We rely on the following legal bases:

• Performance of a contract: to provide the Service you requested.
• Legitimate interests: security, fraud prevention, service improvement, and business operations.
• Legal obligation: compliance with applicable laws.
• Consent: where required (you may withdraw consent at any time).

6. Sharing of Personal Data

We do not sell your personal data.

We may share your data with:

• Service Providers: cloud hosting, storage, monitoring, email delivery, automatic translation services, and analytics tools (under strict data processing agreements).
• Payment processors: one or more processors designated by ArChat from time to time (which may include, for example, Paddle or other providers as designated).
• Legal Authorities: when required by law, court order, or valid governmental request.
• Business transfers: in the event of a merger, acquisition, or sale of assets (with appropriate protections).

All third-party providers are contractually obligated to protect your data and process it only for the purposes we instruct.

7. International Data Transfers

Since ArChat is based in Argentina, your data may be transferred to and processed in countries outside Argentina, including the United States, European Union member states, and other jurisdictions where our service providers operate.

We implement appropriate safeguards (such as Standard Contractual Clauses or equivalent mechanisms) to ensure your data receives an adequate level of protection.

8. Data Retention

We retain your personal data only as long as necessary to fulfill the purposes for which it was collected, comply with legal obligations, resolve disputes, and enforce our agreements.

• Active account data: retained while your account is active.
• Billing records: retained for the period required by tax and accounting laws.
• Logs and security data: retained for reasonable security and audit periods (usually up to 12–24 months).
• Message content: retained as long as your account is active, unless you request deletion (subject to legal retention requirements).

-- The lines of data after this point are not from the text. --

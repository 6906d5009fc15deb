use rand::Rng;
use serde::Serialize;

use crate::models::status::Status;

/// Acknowledgement returned by the issue-report endpoints.
#[derive(Debug, Clone, Serialize)]
pub struct IssueTicket {
    pub message: String,
    pub ticket_id: String,
    pub status: Status,
}

/// Files a mock issue report. The ticket number is a random four-digit number
/// behind the tool's prefix, e.g. `ZONER-4821`.
pub fn file_issue_report<R: Rng + ?Sized>(prefix: &str, rng: &mut R) -> IssueTicket {
    IssueTicket {
        message: "Issue reported successfully".to_string(),
        ticket_id: format!("{prefix}-{}", rng.gen_range(1000..=9999)),
        status: Status::Success,
    }
}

Upon account deletion, we will delete or anonymize your data within a reasonable timeframe, except for data we are legally required to retain.

9. Your Rights

Depending on your jurisdiction, you may have the following rights regarding your personal data:

• Right to access, rectify, or update your data.
• Right to erasure (“right to be forgotten”).
• Right to restrict processing.
• Right to object to processing.
• Right to data portability.
• Right to withdraw consent (where processing is based on consent).

To exercise these rights, please contact us through the official support channels inside ArChat or at the email published on our website. We may request identity verification before processing your request.

We will respond to valid requests within the timeframes required by applicable law.

10. Security

We implement reasonable technical and organizational security measures to protect your data, including encryption in transit and at rest where appropriate, access controls, logging, and regular security reviews.

However, no method of transmission over the internet or electronic storage is 100% secure. We cannot guarantee absolute security.

11. Cookies and Similar Technologies

We use cookies, local storage, and similar technologies for authentication, security, session management, preferences, and analytics. For more details, please refer to our Cookie Policy (if published separately) or the relevant section in this Policy.

12. Children’s Privacy

ArChat is not intended for use by individuals under 18 years of age. We do not knowingly collect personal data from children.

13. Changes to this Privacy Policy

We may update this Privacy Policy from time to time to reflect changes in our practices or legal requirements. If we make material changes, we will notify you through the Service or by email where possible, at least 30 days before the changes take effect.

Your continued use of ArChat after the updated Policy becomes effective constitutes your acceptance of the changes.

14. Contact Us

If you have any questions, concerns, or requests regarding this Privacy Policy or the processing of your personal data, please contact us using the official support channels available inside ArChat or at the contact information published on our website: https://archat.com.ar

By using ArChat, you confirm that you have read and understood this Privacy Policy.